I grew up alone, and did not have any adopted siblings. My mom had 5 other kids; one of them has passed, and I only have close contact with one half-brother from my mother’s side, George Grivas. He lives in San Diego and we talk and text fairly regularly. One other brother contacts me occasionally but that is about it.
I originally started looking for my dad in the early eighties after finding my mom. The only thing I could try back then was searching phone books in various cities where I thought he might be. I never had any luck — and it turns out that the name my mom gave me was made up anyway. Again, I don’t know why she did that. Maybe she didn’t want me to locate him.
Without DNA testing I never would have found him.

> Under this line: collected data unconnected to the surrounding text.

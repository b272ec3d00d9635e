use eframe::egui;

use crate::catalog::Catalog;

/// What the user asked for in the gallery this frame.
#[derive(Clone, Debug, PartialEq, Eq)]
pub enum GalleryAction {
    Open(String),
    Random,
}

/// Catalog browser: category filter, search box and the matching entries.
#[derive(Default)]
pub struct GalleryPanel {
    pub category: String,
    pub search: String,
}

impl GalleryPanel {
    pub fn show(
        &mut self,
        ui: &mut egui::Ui,
        catalog: &Catalog,
        completed: &[String],
        current: Option<&str>,
    ) -> Option<GalleryAction> {
        let mut action = None;

        let selected_text = if self.category.is_empty() {
            "All categories".to_string()
        } else {
            self.category.clone()
        };
        egui::ComboBox::from_id_source("gallery_category_combo")
            .width(ui.available_width())
            .selected_text(selected_text)
            .show_ui(ui, |ui| {
                ui.selectable_value(&mut self.category, String::new(), "All categories");
                for category in catalog.categories() {
                    let label = category.clone();
                    ui.selectable_value(&mut self.category, category, label);
                }
            });

        ui.add(
            egui::TextEdit::singleline(&mut self.search)
                .hint_text("Search animals…")
                .desired_width(f32::INFINITY),
        );

        if ui
            .add_enabled(!catalog.is_empty(), egui::Button::new("🎲 Random"))
            .clicked()
        {
            action = Some(GalleryAction::Random);
        }
        ui.separator();

        let matches = catalog.filter(&self.category, &self.search);
        if matches.is_empty() {
            ui.weak("No animals found");
            return action;
        }

        egui::ScrollArea::vertical()
            .auto_shrink([false, false])
            .show(ui, |ui| {
                for animal in matches {
                    let done = completed.iter().any(|id| *id == animal.id);
                    let label = if done {
                        format!("✔ {}", animal.name)
                    } else {
                        animal.name.clone()
                    };
                    let is_current = current == Some(animal.id.as_str());
                    let response = ui.selectable_label(is_current, label);
                    let response = if animal.description.is_empty() {
                        response
                    } else {
                        response.on_hover_text(animal.description.as_str())
                    };
                    if response.clicked() && !is_current {
                        action = Some(GalleryAction::Open(animal.id.clone()));
                    }
                }
            });

        action
    }
}
// ============================================================================
// Per-image pipeline
// ============================================================================

fn color_image(
    args: &CliArgs,
    project: &mut ColoringProject,
    asset_root: &Path,
    image_id: &str,
    filename: &str,
    out: &mut dyn Write,
) -> Result<(), String> {
    // -- Step 1: Load ----------------------------------------------------
    let loader = ImageLoader::new(asset_root);
    project
        .load(&loader, image_id, filename)
        .map_err(|e| format!("{} '{}': {}", LOAD_ERROR_MESSAGE, filename, e))?;
    let shape_count = project.document().map(|d| d.shape_count()).unwrap_or(0);

    // -- Step 2: Fills ---------------------------------------------------
    for spec in &args.fill {
        let (n, color) = parse_fill_spec(spec)?;
        if n == 0 || n > shape_count {
            return Err(format!(
                "shape {} does not exist ('{}' has {} shapes)",
                n, image_id, shape_count
            ));
        }
        project.color_shape_with(ShapeId(n - 1), &color);
    }

    // -- Step 3: Clear / undo --------------------------------------------
    if args.clear {
        project.clear_all();
    }
    for _ in 0..args.undo {
        if !project.undo() {
            break;
        }
    }

    if args.verbose {
        if let Some(progress) = project.progress() {
            writeln!(
                out,
                "{}: {}/{} shapes colored ({}%){}",
                image_id,
                progress.colored,
                progress.total,
                progress.percent(),
                if project.is_completed() { ", completed" } else { "" }
            )
            .map_err(|e| e.to_string())?;
        }
        writeln!(
            out,
            "history: step {} of {}",
            project.history.index() + 1,
            project.history.len()
        )
        .map_err(|e| e.to_string())?;
    }

    log_info!("CLI colored '{}' with {} fill(s)", image_id, args.fill.len());
    Ok(())
}

// ============================================================================
// Helpers
// ============================================================================

/// Map `--image` / `--random` to `(image_id, filename)`.
fn resolve_image(args: &CliArgs, catalog: &Catalog) -> Result<(String, String), String> {
    let from_animal = |a: &Animal| (a.id.clone(), a.svg_filename());

    if args.random {
        return catalog
            .random()
            .map(from_animal)
            .ok_or_else(|| "catalog is empty".to_string());
    }

    let name = args.image.as_deref().unwrap_or("");
    if let Some(animal) = catalog.find(name) {
        return Ok(from_animal(animal));
    }
    if name.to_ascii_lowercase().ends_with(".svg") {
        let stem = Path::new(name)
            .file_stem()
            .and_then(|s| s.to_str())
            .unwrap_or(name);
        return Ok((stem.to_string(), name.to_string()));
    }
    Err(format!("unknown animal '{}'", name))
}

/// Parse `N=#RRGGBB` (or `N=#RGB`).
pub fn parse_fill_spec(spec: &str) -> Result<(usize, String), String> {
    let (index, color) = spec
        .split_once('=')
        .ok_or_else(|| format!("invalid --fill '{}': expected N=#RRGGBB", spec))?;
    let n: usize = index
        .trim()
        .parse()
        .map_err(|_| format!("invalid shape number '{}' in --fill", index.trim()))?;
    let color = color.trim();
    if parse_hex(color).is_none() {
        return Err(format!("invalid color '{}' in --fill", color));
    }
    Ok((n, color.to_string()))
}

#[cfg(test)]
mod tests {
    use super::*;

    fn temp_path(name: &str) -> PathBuf {
        std::env::temp_dir()
            .join(format!("colorbook-cli-{}", uuid::Uuid::new_v4()))
            .join(name)
    }

    fn bundled(extra: &[&str]) -> CliArgs {
        let root = Path::new(env!("CARGO_MANIFEST_DIR"));
        let static_dir = root.join("static");
        let catalog = root.join("data/animals.json");
        let mut argv = vec![
            "colorbook".to_string(),
            "--asset-root".to_string(),
            static_dir.display().to_string(),
            "--catalog".to_string(),
            catalog.display().to_string(),
        ];
        argv.extend(extra.iter().map(|s| s.to_string()));
        CliArgs::parse_from(argv)
    }

    #[test]
    fn fill_specs_parse() {
        assert_eq!(parse_fill_spec("1=#4ECDC4").unwrap(), (1, "#4ECDC4".to_string()));
        assert_eq!(parse_fill_spec(" 3 = #abc ").unwrap(), (3, "#abc".to_string()));
        assert!(parse_fill_spec("1").is_err());
        assert!(parse_fill_spec("x=#000000").is_err());
        assert!(parse_fill_spec("1=teal").is_err());
    }

    #[test]
    fn cli_mode_detection_ignores_plain_launches() {
        let args = |v: &[&str]| v.iter().map(|s| s.to_string()).collect::<Vec<_>>();
        assert!(!CliArgs::has_cli_flag(args(&[])));
        assert!(CliArgs::has_cli_flag(args(&["--list"])));
        assert!(CliArgs::has_cli_flag(args(&["--image=fox"])));
        assert!(!CliArgs::has_cli_flag(args(&["--verbose"])));
    }

    #[test]
    fn image_and_random_conflict() {
        assert!(CliArgs::try_parse_from(["colorbook", "--image", "fox", "--random"]).is_err());
    }

    #[test]
    fn list_filters_by_category() {
        let store = temp_path("progress.json");
        let store_arg = store.display().to_string();
        let args = bundled(&["--list", "--category", "mammals", "--store", &store_arg]);
        let mut out = Vec::new();
        execute(&args, &AppSettings::default(), &mut out).unwrap();
        let text = String::from_utf8(out).unwrap();
        assert!(text.starts_with("fox\t"));
        assert!(!text.contains("dodo"));
    }

    #[test]
    fn show_prints_the_full_catalog_record() {
        let store = temp_path("progress.json");
        let store_arg = store.display().to_string();
        let args = bundled(&["--show", "dodo", "--store", &store_arg]);
        let mut out = Vec::new();
        execute(&args, &AppSettings::default(), &mut out).unwrap();
        let shown: serde_json::Value = serde_json::from_slice(&out).unwrap();
        assert_eq!(shown["name"], "Dodo");
        assert_eq!(shown["extinct_since"], "1681");
    }

    #[test]
    fn unknown_show_id_is_an_error() {
        let args = bundled(&["--show", "quagga"]);
        let mut out = Vec::new();
        let err = execute(&args, &AppSettings::default(), &mut out).unwrap_err();
        assert!(err.contains("quagga"));
    }

    #[test]
    fn coloring_run_exports_and_reports() {
        let store = temp_path("progress.json");
        let out_dir = temp_path("out");
        let (store_arg, out_arg) = (store.display().to_string(), out_dir.display().to_string());
        let args = bundled(&[
            "--image", "fox", "--fill", "1=#4ECDC4", "--fill", "2=#FF6B6B", "--fill",
            "3=#000000", "--verbose", "--store", &store_arg, "--output-dir", &out_arg,
        ]);
        let mut out = Vec::new();
        execute(&args, &AppSettings::default(), &mut out).unwrap();
        let text = String::from_utf8(out).unwrap();
        assert!(text.contains("3/4 shapes colored (75%), completed"));
        assert!(text.contains("history: step 4 of 4"));
        assert!(out_dir.join("fox-colored.png").exists());

        let tracker = ProgressTracker::new(Box::new(JsonFileStore::new(&store)));
        assert!(tracker.is_completed("fox"));

        let _ = std::fs::remove_dir_all(store.parent().unwrap());
        let _ = std::fs::remove_dir_all(out_dir.parent().unwrap());
    }

    #[test]
    fn out_of_range_fill_fails() {
        let store = temp_path("progress.json");
        let store_arg = store.display().to_string();
        let args = bundled(&["--image", "fox", "--fill", "9=#000000", "--no-export", "--store", &store_arg]);
        let mut out = Vec::new();
        assert!(execute(&args, &AppSettings::default(), &mut out).is_err());
    }

    #[test]
    fn missing_image_reports_the_load_message() {
        let args = bundled(&["--image", "ghost.svg", "--no-export"]);
        let mut out = Vec::new();
        let err = execute(&args, &AppSettings::default(), &mut out).unwrap_err();
        assert!(err.starts_with(LOAD_ERROR_MESSAGE));
    }
}
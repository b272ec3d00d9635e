use std::path::{Path, PathBuf};

use crate::components::history::DEFAULT_MAX_HISTORY;
use crate::{log_info, log_warn};

/// Application settings that persist across sessions
#[derive(Clone, Debug, PartialEq)]
pub struct AppSettings {
    /// Directory holding `images/animals/*.svg`
    pub asset_root: String,
    /// Catalog JSON file
    pub catalog_path: String,
    /// Where exported PNGs go (empty = current directory)
    pub export_dir: String,
    /// Maximum number of history snapshots
    pub max_undo_steps: usize,
    /// Ask before Clear All wipes every fill
    pub confirm_on_clear: bool,
    /// Opacity of the hovered shape
    pub hover_opacity: f32,
    /// Image id opened at startup (empty = none)
    pub last_image: String,
}

impl Default for AppSettings {
    fn default() -> Self {
        Self {
            asset_root: "static".to_string(),
            catalog_path: "data/animals.json".to_string(),
            export_dir: String::new(),
            max_undo_steps: DEFAULT_MAX_HISTORY,
            confirm_on_clear: true,
            hover_opacity: crate::binder::HOVER_OPACITY,
            last_image: String::new(),
        }
    }
}

impl AppSettings {
    /// Path to the settings file.
    /// On Linux:   ~/.config/colorbook/colorbook_settings.cfg  (XDG_CONFIG_HOME respected)
    /// On Windows: %APPDATA%\colorbook\colorbook_settings.cfg
    /// On macOS:   ~/Library/Application Support/colorbook/colorbook_settings.cfg
    pub fn settings_path() -> Option<PathBuf> {
        let base = if cfg!(target_os = "windows") {
            std::env::var("APPDATA")
                .or_else(|_| std::env::var("USERPROFILE"))
                .ok()
                .map(PathBuf::from)
        } else if cfg!(target_os = "macos") {
            std::env::var("HOME")
                .ok()
                .map(|home| PathBuf::from(home).join("Library").join("Application Support"))
        } else {
            std::env::var("XDG_CONFIG_HOME")
                .ok()
                .map(PathBuf::from)
                .or_else(|| std::env::var("HOME").ok().map(|h| PathBuf::from(h).join(".config")))
        };
        base.map(|dir| dir.join("colorbook").join("colorbook_settings.cfg"))
    }

    pub fn export_dir(&self) -> PathBuf {
        if self.export_dir.trim().is_empty() {
            PathBuf::from(".")
        } else {
            PathBuf::from(&self.export_dir)
        }
    }

    pub fn to_config_string(&self) -> String {
        format!(
            "asset_root={}\n\
             catalog_path={}\n\
             export_dir={}\n\
             max_undo_steps={}\n\
             confirm_on_clear={}\n\
             hover_opacity={}\n\
             last_image={}\n",
            self.asset_root,
            self.catalog_path,
            self.export_dir,
            self.max_undo_steps,
            self.confirm_on_clear,
            self.hover_opacity,
            self.last_image,
        )
    }

    /// Parse `key=value` lines on top of the defaults. Unknown keys and
    /// unparsable values are ignored.
    pub fn from_config_str(content: &str) -> Self {
        let mut s = Self::default();
        for line in content.lines() {
            let line = line.trim();
            if line.starts_with('#') {
                continue;
            }
            let Some((key, val)) = line.split_once('=') else { continue };
            let val = val.trim();
            match key.trim() {
                "asset_root" => {
                    if !val.is_empty() {
                        s.asset_root = val.to_string();
                    }
                }
                "catalog_path" => {
                    if !val.is_empty() {
                        s.catalog_path = val.to_string();
                    }
                }
                "export_dir" => s.export_dir = val.to_string(),
                "max_undo_steps" => {
                    s.max_undo_steps = val
                        .parse::<usize>()
                        .ok()
                        .filter(|&n| n > 0)
                        .unwrap_or(DEFAULT_MAX_HISTORY);
                }
                "confirm_on_clear" => s.confirm_on_clear = val == "true",
                "hover_opacity" => {
                    if let Ok(v) = val.parse::<f32>() {
                        s.hover_opacity = v.clamp(0.0, 1.0);
                    }
                }
                "last_image" => s.last_image = val.to_string(),
                _ => {}
            }
        }
        s
    }

    pub fn load_from(path: &Path) -> Self {
        match std::fs::read_to_string(path) {
            Ok(content) => Self::from_config_str(&content),
            Err(_) => Self::default(),
        }
    }

    pub fn save_to(&self, path: &Path) -> std::io::Result<()> {
        if let Some(parent) = path.parent() {
            if !parent.as_os_str().is_empty() {
                std::fs::create_dir_all(parent)?;
            }
        }
        std::fs::write(path, self.to_config_string())
    }

    /// Load settings from disk (returns default if file missing or corrupt)
    pub fn load() -> Self {
        match Self::settings_path() {
            Some(path) => Self::load_from(&path),
            None => Self::default(),
        }
    }

    /// Save settings to disk
    pub fn save(&self) {
        let Some(path) = Self::settings_path() else { return };
        match self.save_to(&path) {
            Ok(()) => log_info!("Settings saved to {}", path.display()),
            Err(e) => log_warn!("Could not save settings to {}: {}", path.display(), e),
        }
    }
}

Finding my dad with DNA Quest
It was George who learned of MyHeritage’s DNA Quest initiative to donate free DNA kits to adoptees, and encouraged me to apply. I did, and MyHeritage sent me a free kit. After taking the test, I was contacted in February of 2019 by a first cousin, Wayne Hayse, asking how I could be related to him. I explained my history, and he helped determine which of his uncles was probably my dad. There were 7 males in my father’s family.
My cousin provided me with contact information for my half-brother, Tony Hayse. When I first called him, his wife answered the phone. She didn’t believe my story and would not let me talk with her husband. After I got my cousin Wayne to call and verify my story, she apparently believed him, and told her husband the reason I reached out to them, and he in turn told that to our dad, also named Tony.
Two days later my dad called me, and said: “Mr. Drake,” (it felt odd that he called me Mr.!) “I understand you want to talk with me.” I said yes, and told him how grateful I was that he called me. After a few minutes of conversation I asked him if he indeed knew my mom and could he possibly be my dad. Without any hesitation he said yes to both.
I was numb and completely blown away. Our conversation was better than anything I could have imagined or hoped for. Turns out he never knew anything about my existence. After being involved with my mother, he went back to his hometown because he was called up for the draft. He never knew she was pregnant and they never had any contact after that.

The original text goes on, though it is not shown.